Dr. Thiering puts the Essenes at Qumran starting 140 BC on the basis of
TLevi 17:10.
R. T.Beckwith, in an important article ("The Significance of the
Calendar for Interpreting Essene Chronology and Eschatology". Revue de
Qumran 10,1980, 167-202) established the fact that the jubilees in the
Testament of Levi give us exact dates, whereas it was previously
thought that they were indefinite periods of time.
Page 168 of Thiering's 1992 book lays out the Essene scheme of World
History as a
revision following correction of date of Fall of Jerusalem. This
scheme is found in Testament
of Levi 17. Any Essene scheme of world history is based on the solar
calendar.
It is on the basis of Essene solar calendar that Dr. Thiering made her
interpretation of
the Qumran Sundial/"stone disk" in her 2002 article.
In my view archaeologists interested in Qumran should be familiar with
Essene Solar
Calendar and its variants.
The bottom line is you don't appear to be familiar with the current
archaeological debate and you don't understand its importance. You wrote
"
Now, getting outside archaeoloogy, the vast majority of scholars accept"
that Qumran
was Essene, based mostly on textual analysis of DSS.

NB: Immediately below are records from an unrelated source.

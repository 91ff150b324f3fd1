// SPDX-License-Identifier: MIT OR Apache-2.0
//! Keys on an animation curve.

use crate::error::Result;
use crate::host::AnimationHost;
use std::cell::{Cell, OnceCell};
use std::fmt;
use std::rc::Rc;

/// Relative tolerance used when comparing key data
pub const REL_TOLERANCE: f64 = 1e-9;

/// Compare two floats with a relative tolerance
pub fn is_float_close(a: f64, b: f64) -> bool {
    (a - b).abs() <= (REL_TOLERANCE * a.abs().max(b.abs())).max(0.0)
}

/// Stable identity of a key: curve name plus index on that curve
#[derive(Debug, Clone, PartialEq, Eq, Hash, PartialOrd, Ord)]
pub struct KeyId {
    /// Curve name
    pub curve: Rc<str>,
    /// Index on the curve
    pub index: usize,
}

impl KeyId {
    /// Create a key id
    pub fn new(curve: impl Into<Rc<str>>, index: usize) -> Self {
        Self {
            curve: curve.into(),
            index,
        }
    }
}

impl fmt::Display for KeyId {
    fn fmt(&self, f: &mut fmt::Formatter<'_>) -> fmt::Result {
        write!(f, "{}:{}", self.curve, self.index)
    }
}

/// A single key on a curve.
///
/// Time and value are fetched from the host on first use and cached.
/// Writing the value goes straight to the host.
#[derive(Debug, Clone)]
pub struct Key {
    curve: Rc<str>,
    index: usize,
    curve_len: usize,
    selected: bool,
    time: OnceCell<f64>,
    value: Cell<Option<f64>>,
}

impl Key {
    /// Create a key handle. `curve_len` is the number of keys on the curve.
    pub fn new(curve: Rc<str>, index: usize, curve_len: usize, selected: bool) -> Self {
        Self {
            curve,
            index,
            curve_len,
            selected,
            time: OnceCell::new(),
            value: Cell::new(None),
        }
    }

    /// Name of the curve this key lives on
    pub fn curve(&self) -> &str {
        &self.curve
    }

    /// Shared handle to the curve name
    pub fn curve_name(&self) -> &Rc<str> {
        &self.curve
    }

    /// Index on the curve
    pub fn index(&self) -> usize {
        self.index
    }

    /// Identity of this key
    pub fn id(&self) -> KeyId {
        KeyId {
            curve: Rc::clone(&self.curve),
            index: self.index,
        }
    }

    /// Whether the key was selected at detection time
    pub fn is_selected(&self) -> bool {
        self.selected
    }

    /// Mark the key selected or not
    pub fn set_selected(&mut self, selected: bool) {
        self.selected = selected;
    }

    /// Time of the key
    pub fn time(&self, host: &dyn AnimationHost) -> Result<f64> {
        if let Some(time) = self.time.get() {
            return Ok(*time);
        }
        let time = host.key_time(&self.curve, self.index)?;
        let _ = self.time.set(time);
        Ok(time)
    }

    /// Value of the key
    pub fn value(&self, host: &dyn AnimationHost) -> Result<f64> {
        if let Some(value) = self.value.get() {
            return Ok(value);
        }
        let value = host.key_value(&self.curve, self.index)?;
        self.value.set(Some(value));
        Ok(value)
    }

    /// Write a new value to the host and cache it
    pub fn set_value(&self, host: &mut dyn AnimationHost, value: f64) -> Result<()> {
        host.set_key_value(&self.curve, self.index, value)?;
        self.value.set(Some(value));
        Ok(())
    }

    /// Cached value, if it has been read or written already
    pub fn cached_value(&self) -> Option<f64> {
        self.value.get()
    }

    /// First key on its curve?
    pub fn is_first(&self) -> bool {
        self.index == 0
    }

    /// Last key on its curve?
    pub fn is_last(&self) -> bool {
        self.index + 1 == self.curve_len
    }
}

// Same curve position, regardless of data.
impl PartialEq for Key {
    fn eq(&self, other: &Self) -> bool {
        self.curve == other.curve && self.index == other.index
    }
}

impl Eq for Key {}

impl fmt::Display for Key {
    fn fmt(&self, f: &mut fmt::Formatter<'_>) -> fmt::Result {
        write!(f, "{}:{}", self.curve, self.index)
    }
}

#[cfg(test)]
mod tests {
    use super::*;
    use crate::memory::MemoryHost;

    fn host() -> MemoryHost {
        let mut host = MemoryHost::new();
        host.add_curve("cube.tx", "cube_tx", &[(0.0, 0.0), (1.0, 5.0), (2.0, 7.0)]);
        host
    }

    #[test]
    fn test_lazy_fetch_and_cache() {
        let mut host = host();
        let key = Key::new("cube_tx".into(), 1, 3, true);
        assert_eq!(key.cached_value(), None);
        assert_eq!(key.value(&host).unwrap(), 5.0);
        assert_eq!(key.time(&host).unwrap(), 1.0);

        // Cached: the host changing underneath is not observed
        host.set_key_value("cube_tx", 1, 9.0).unwrap();
        assert_eq!(key.value(&host).unwrap(), 5.0);
    }

    #[test]
    fn test_set_value_writes_through() {
        let mut host = host();
        let key = Key::new("cube_tx".into(), 2, 3, false);
        key.set_value(&mut host, 3.5).unwrap();
        assert_eq!(host.value("cube_tx", 2), Some(3.5));
        assert_eq!(key.cached_value(), Some(3.5));
    }

    #[test]
    fn test_first_last() {
        let first = Key::new("c".into(), 0, 3, false);
        let last = Key::new("c".into(), 2, 3, false);
        assert!(first.is_first());
        assert!(!first.is_last());
        assert!(last.is_last());
        assert!(!last.is_first());
    }

    #[test]
    fn test_equality_is_position() {
        let host = host();
        let a = Key::new("cube_tx".into(), 1, 3, true);
        let b = Key::new("cube_tx".into(), 1, 3, false);
        a.value(&host).unwrap();
        assert_eq!(a, b);
        assert_ne!(a, Key::new("cube_tx".into(), 2, 3, true));
        assert_eq!(a.to_string(), "cube_tx:1");
    }

    #[test]
    fn test_missing_curve_is_host_error() {
        let host = host();
        let key = Key::new("nope".into(), 0, 1, true);
        assert!(matches!(
            key.value(&host),
            Err(crate::error::SlideError::Host(_))
        ));
    }

    #[test]
    fn test_float_close() {
        assert!(is_float_close(1.0, 1.0 + 1e-12));
        assert!(!is_float_close(1.0, 1.0001));
        assert!(is_float_close(0.0, 0.0));
    }
}
#[cfg(test)]
mod tests {
    use super::*;
    use crate::error::HostError;
    use crate::memory::MemoryHost;
    use std::cell::RefCell;
    use std::rc::Rc;

    fn ramp_host() -> MemoryHost {
        let mut host = MemoryHost::new();
        host.add_curve(
            "cube.tx",
            "cube_tx",
            &[(0.0, 0.0), (1.0, 1.0), (2.0, 2.0), (3.0, 3.0), (4.0, 4.0)],
        );
        host.select_keys("cube_tx", &[1, 2, 3]);
        host
    }

    fn controller(mode: SlideMode) -> SlideKeysController<MemoryHost> {
        let settings = SlideSettings {
            mode,
            ..SlideSettings::default()
        };
        SlideKeysController::new(ramp_host(), settings)
    }

    fn values(controller: &SlideKeysController<MemoryHost>) -> Vec<f64> {
        controller.host().values("cube_tx")
    }

    #[test]
    fn test_blend_to_neighbors() {
        let mut controller = controller(SlideMode::Blend);
        controller.set_slide(100.0, true).unwrap();
        assert_eq!(values(&controller), vec![0.0, 4.0, 4.0, 4.0, 4.0]);
        assert_eq!(controller.percent(), 100.0);

        controller.set_slide(-100.0, true).unwrap();
        assert_eq!(values(&controller), vec![0.0, 0.0, 0.0, 0.0, 4.0]);

        controller.set_slide(0.0, true).unwrap();
        assert_eq!(values(&controller), vec![0.0, 1.0, 2.0, 3.0, 4.0]);
    }

    #[test]
    fn test_average() {
        let mut controller = controller(SlideMode::Average);
        controller.set_slide(100.0, true).unwrap();
        assert_eq!(values(&controller), vec![0.0, 2.0, 2.0, 2.0, 4.0]);

        // The goal itself does not depend on the sign
        controller.set_slide(-50.0, true).unwrap();
        assert_eq!(controller.host().value("cube_tx", 2), Some(2.0));
    }

    #[test]
    fn test_shift() {
        let mut controller = controller(SlideMode::Shift);
        controller.set_slide(100.0, true).unwrap();
        assert_eq!(values(&controller), vec![0.0, 2.0, 3.0, 4.0, 4.0]);

        controller.set_slide(-100.0, true).unwrap();
        assert_eq!(values(&controller), vec![0.0, 0.0, 1.0, 2.0, 4.0]);
    }

    #[test]
    fn test_level_and_linear() {
        let mut host = MemoryHost::new();
        host.add_curve("a.v", "a", &[(0.0, 0.0), (1.0, 6.0), (2.0, 0.0), (4.0, 8.0)]);
        host.select_keys("a", &[1, 2]);
        let mut controller = SlideKeysController::new(host, SlideSettings::default());

        controller.set_mode(SlideMode::Level).unwrap();
        controller.set_slide(100.0, true).unwrap();
        assert_eq!(controller.host().values("a"), vec![0.0, 3.0, 3.0, 8.0]);

        controller.set_mode(SlideMode::Linear).unwrap();
        controller.set_slide(100.0, true).unwrap();
        assert_eq!(controller.host().values("a"), vec![0.0, 2.0, 4.0, 8.0]);
    }

    #[test]
    fn test_shrink_across_curves() {
        let mut host = MemoryHost::new();
        host.add_curve("a.v", "a", &[(0.0, 0.0), (1.0, 4.0), (2.0, 0.0)]);
        host.add_curve("b.v", "b", &[(0.0, 0.0), (1.0, 10.0), (2.0, 0.0)]);
        host.select_keys("a", &[1]);
        host.select_keys("b", &[1]);
        let settings = SlideSettings {
            mode: SlideMode::Shrink,
            ..SlideSettings::default()
        };
        let mut controller = SlideKeysController::new(host, settings);
        controller.set_slide(100.0, true).unwrap();
        assert_eq!(controller.host().value("a", 1), Some(7.0));
        assert_eq!(controller.host().value("b", 1), Some(7.0));
    }

    #[test]
    fn test_ease_uses_sign() {
        let mut controller = controller(SlideMode::Ease);
        controller.set_slide(100.0, true).unwrap();
        // t = 0.5 between 0 and 4
        assert_eq!(controller.host().value("cube_tx", 2), Some(0.5));

        controller.set_slide(-100.0, true).unwrap();
        assert_eq!(controller.host().value("cube_tx", 2), Some(3.5));

        let mut controller = self::controller(SlideMode::EaseInOut);
        controller.set_slide(100.0, true).unwrap();
        assert_eq!(controller.host().value("cube_tx", 2), Some(2.0));
    }

    #[test]
    fn test_default_skips_unresolved_curve() {
        let mut host = ramp_host();
        host.set_attribute_default("cube.tx", 10.0);
        host.add_curve("cube.ty", "cube_ty", &[(0.0, 1.0), (1.0, 1.0), (2.0, 1.0)]);
        host.select_keys("cube_ty", &[1]);
        host.remove_attribute("cube.ty");

        let settings = SlideSettings {
            mode: SlideMode::Default,
            ..SlideSettings::default()
        };
        let mut controller = SlideKeysController::new(host, settings);
        controller.set_slide(100.0, true).unwrap();
        assert_eq!(controller.host().values("cube_tx"), vec![0.0, 10.0, 10.0, 10.0, 4.0]);
        assert_eq!(controller.host().values("cube_ty"), vec![1.0, 1.0, 1.0]);
    }

    #[test]
    fn test_illegal_states() {
        let mut controller = controller(SlideMode::Blend);
        assert!(matches!(
            controller.slide(50.0),
            Err(SlideError::IllegalState(_))
        ));

        controller.begin_slide(None).unwrap();
        assert!(matches!(
            controller.begin_slide(None),
            Err(SlideError::IllegalState(_))
        ));
        assert!(matches!(
            controller.set_slide(10.0, true),
            Err(SlideError::IllegalState(_))
        ));
        controller.end_slide();
        assert_eq!(controller.state(), SlideState::Idle);
        assert_eq!(controller.host().undo_chunk_depth(), 0);
    }

    #[test]
    fn test_session_slides_from_originals() {
        let mut controller = controller(SlideMode::Blend);
        controller.begin_slide(Some(50.0)).unwrap();
        assert!(controller.is_sliding());
        assert_eq!(controller.host().value("cube_tx", 1), Some(2.5));
        controller.slide(100.0).unwrap();
        controller.slide(50.0).unwrap();
        assert_eq!(controller.host().value("cube_tx", 1), Some(2.5));
        controller.end_slide();
        controller.end_slide();
        assert!(!controller.is_sliding());
    }

    #[test]
    fn test_relative_compounds() {
        let mut controller = controller(SlideMode::Blend);
        controller.set_slide(50.0, false).unwrap();
        assert_eq!(controller.host().value("cube_tx", 1), Some(2.5));
        assert_eq!(controller.percent(), 0.0);
        controller.set_slide(50.0, false).unwrap();
        assert_eq!(controller.host().value("cube_tx", 1), Some(3.25));

        // Absolute slides now start from the relative result
        controller.set_slide(0.0, true).unwrap();
        assert_eq!(controller.host().value("cube_tx", 1), Some(3.25));

        controller.reset_slide().unwrap();
        assert_eq!(values(&controller), vec![0.0, 1.0, 2.0, 3.0, 4.0]);
    }

    #[test]
    fn test_mode_switch_keeps_values() {
        let mut controller = controller(SlideMode::Blend);
        controller.set_slide(50.0, true).unwrap();
        let before = values(&controller);

        controller.set_mode(SlideMode::Level).unwrap();
        assert_eq!(controller.percent(), 0.0);
        assert_eq!(controller.settings().mode, SlideMode::Level);
        controller.begin_slide(None).unwrap();
        controller.slide(0.0).unwrap();
        controller.end_slide();
        assert_eq!(values(&controller), before);
    }

    #[test]
    fn test_set_mode_named() {
        let mut controller = controller(SlideMode::Blend);
        controller.set_mode_named("Ease In/Out").unwrap();
        assert_eq!(controller.mode(), SlideMode::EaseInOut);
        assert!(matches!(
            controller.set_mode_named("wobble"),
            Err(SlideError::UnknownMode(_))
        ));
    }

    #[test]
    fn test_detect_keys() {
        let mut controller = controller(SlideMode::Blend);
        assert_eq!(controller.detect_keys(false).unwrap(), Reload::Reloaded);
        assert_eq!(controller.detect_keys(false).unwrap(), Reload::Unchanged);

        controller.host_mut().deselect_key("cube_tx", 3);
        assert_eq!(controller.detect_keys(false).unwrap(), Reload::Reloaded);
        assert_eq!(controller.collection().key_count(), 2);

        controller.begin_slide(None).unwrap();
        assert_eq!(controller.detect_keys(false).unwrap(), Reload::Skipped);
        controller.end_slide();
    }

    #[test]
    fn test_forced_detect_finds_current_frame_keys() {
        let mut host = MemoryHost::new();
        host.add_curve("ball.ty", "ball_ty", &[(0.0, 0.0), (10.0, 8.0), (20.0, 0.0)]);
        host.set_graph_editor_active(false);
        host.set_panel_attributes(vec!["ball.ty".to_string()]);
        host.set_current_time(10.0);
        let mut controller = SlideKeysController::new(host, SlideSettings::default());

        assert_eq!(controller.detect_keys(true).unwrap(), Reload::Reloaded);
        assert_eq!(controller.collection().key_count(), 1);
        assert_eq!(controller.collection().keys().next().unwrap().key().index(), 1);
    }

    #[test]
    fn test_forced_detect_reloads_unchanged_selection() {
        let log = Rc::new(RefCell::new(Vec::new()));
        let mut controller = controller(SlideMode::Blend);
        let sink = Rc::clone(&log);
        controller.subscribe(move |m| sink.borrow_mut().push(m.event));

        assert_eq!(controller.detect_keys(false).unwrap(), Reload::Reloaded);
        assert_eq!(controller.detect_keys(false).unwrap(), Reload::Unchanged);
        assert_eq!(controller.detect_keys(true).unwrap(), Reload::Reloaded);
        assert_eq!(controller.collection().key_count(), 3);
        assert_eq!(
            *log.borrow(),
            vec![SlideEvent::KeysReloaded, SlideEvent::KeysReloaded]
        );
    }

    #[test]
    fn test_forced_detect_while_sliding() {
        let mut controller = controller(SlideMode::Blend);
        controller.set_slide(50.0, false).unwrap();
        assert_eq!(controller.host().value("cube_tx", 1), Some(2.5));

        controller.begin_slide(None).unwrap();
        controller.host_mut().set_key_value("cube_tx", 1, 9.0).unwrap();
        assert_eq!(controller.detect_keys(false).unwrap(), Reload::Skipped);
        assert_eq!(controller.detect_keys(true).unwrap(), Reload::Reloaded);
        assert!(controller.is_sliding());

        // The relative start values are gone, so the reloaded keys start
        // from what the host holds now
        controller.slide(0.0).unwrap();
        assert_eq!(controller.host().value("cube_tx", 1), Some(9.0));
        controller.end_slide();
        assert_eq!(controller.host().undo_chunk_depth(), 0);
    }

    #[test]
    fn test_failed_mode_switch_changes_nothing() {
        let log = Rc::new(RefCell::new(Vec::new()));
        let mut controller = controller(SlideMode::Blend);
        controller.set_slide(50.0, true).unwrap();

        // Held keys of a curve that is gone before their values were read
        let host = controller.host_mut();
        host.add_curve("cube.ty", "cube_ty", &[(0.0, 0.0), (1.0, 1.0), (2.0, 2.0)]);
        host.select_keys("cube_ty", &[1]);
        controller.detect_keys(true).unwrap();
        assert_eq!(controller.collection().key_count(), 4);
        controller.host_mut().remove_curve("cube_ty");

        let sink = Rc::clone(&log);
        controller.subscribe(move |m| sink.borrow_mut().push(m.event));

        assert!(matches!(
            controller.set_mode(SlideMode::Level),
            Err(SlideError::Host(HostError::CurveNotFound(_)))
        ));
        assert_eq!(controller.mode(), SlideMode::Blend);
        assert_eq!(controller.percent(), 50.0);
        assert!(log.borrow().is_empty());
    }

    #[test]
    fn test_failed_write_keeps_percent() {
        let mut host = MemoryHost::new();
        host.add_curve("a.v", "a", &[(0.0, 0.0), (1.0, 1.0), (2.0, 2.0)]);
        host.add_curve("b.v", "b", &[(0.0, 0.0), (1.0, 1.0), (2.0, 2.0)]);
        host.select_keys("a", &[1]);
        host.select_keys("b", &[1]);
        let mut controller = SlideKeysController::new(host, SlideSettings::default());

        controller.begin_slide(None).unwrap();
        controller.slide(50.0).unwrap();
        assert_eq!(controller.percent(), 50.0);

        controller.host_mut().remove_curve("b");
        assert!(matches!(
            controller.slide(100.0),
            Err(SlideError::Host(HostError::CurveNotFound(_)))
        ));
        assert_eq!(controller.host().value("a", 1), Some(2.0));
        assert_eq!(controller.percent(), 50.0);
        controller.end_slide();
    }

    #[test]
    fn test_empty_selection_is_noop() {
        let mut host = ramp_host();
        host.clear_selection();
        let mut controller = SlideKeysController::new(host, SlideSettings::default());
        controller.set_slide(100.0, true).unwrap();
        assert!(controller.collection().is_empty());
        assert_eq!(values(&controller), vec![0.0, 1.0, 2.0, 3.0, 4.0]);
    }

    #[test]
    fn test_session_is_one_undo_step() {
        let mut controller = controller(SlideMode::Blend);
        controller.begin_slide(None).unwrap();
        controller.slide(30.0).unwrap();
        controller.slide(100.0).unwrap();
        controller.end_slide();

        let mut host = controller.into_host();
        assert_eq!(host.history().stats().undo_count, 1);
        host.undo().unwrap();
        assert_eq!(host.values("cube_tx"), vec![0.0, 1.0, 2.0, 3.0, 4.0]);
    }

    #[test]
    fn test_quick_pick_uses_setting() {
        let mut controller = controller(SlideMode::Blend);
        controller.quick_pick(50.0, None).unwrap();
        controller.quick_pick(50.0, None).unwrap();
        assert_eq!(controller.host().value("cube_tx", 1), Some(3.25));

        controller.settings_mut().absolute_quick_picks = true;
        controller.reset_slide().unwrap();
        controller.quick_pick(50.0, None).unwrap();
        controller.quick_pick(50.0, None).unwrap();
        assert_eq!(controller.host().value("cube_tx", 1), Some(2.5));
    }

    #[test]
    fn test_events() {
        let log = Rc::new(RefCell::new(Vec::new()));
        let mut controller = controller(SlideMode::Blend);
        let sink = Rc::clone(&log);
        let id = controller.subscribe(move |m| sink.borrow_mut().push(m.event));

        controller.set_slide(20.0, true).unwrap();
        assert_eq!(
            *log.borrow(),
            vec![
                SlideEvent::KeysReloaded,
                SlideEvent::BeginSlide,
                SlideEvent::PercentChanged,
                SlideEvent::EndSlide,
                SlideEvent::SetSlide,
            ]
        );

        log.borrow_mut().clear();
        controller.set_mode(SlideMode::Blend).unwrap();
        controller.set_mode(SlideMode::Shift).unwrap();
        assert_eq!(*log.borrow(), vec![SlideEvent::ModeChanged]);

        assert!(controller.unsubscribe(id));
        controller.reset_slide().unwrap();
        assert_eq!(log.borrow().len(), 1);
    }
}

Which shows, to me, that you really don't understand the arguments. Or are
just ignoring them. Textual analysis of DSS tells you about DSS. The
archaeology will tell you about Qumran.
To others reading this. I've been following, albeit loosely, this debate
elswhere. Wikipedia isn't too bad on this, so here's the url:
http://en.wikipedia.org/wiki/Dead_Sea_Scrolls
So you can see that even the quote above about scholars 'outside
archaeology' is wrong.
Doug
--
Doug Weller --
A Director and Moderator of The Hall of Ma'at http://www.hallofmaat.com
Doug's Archaeology Site: http://www.ramtops.co.uk
Amun - co-owner/co-moderator http://groups.yahoo.com/group/Amun/
.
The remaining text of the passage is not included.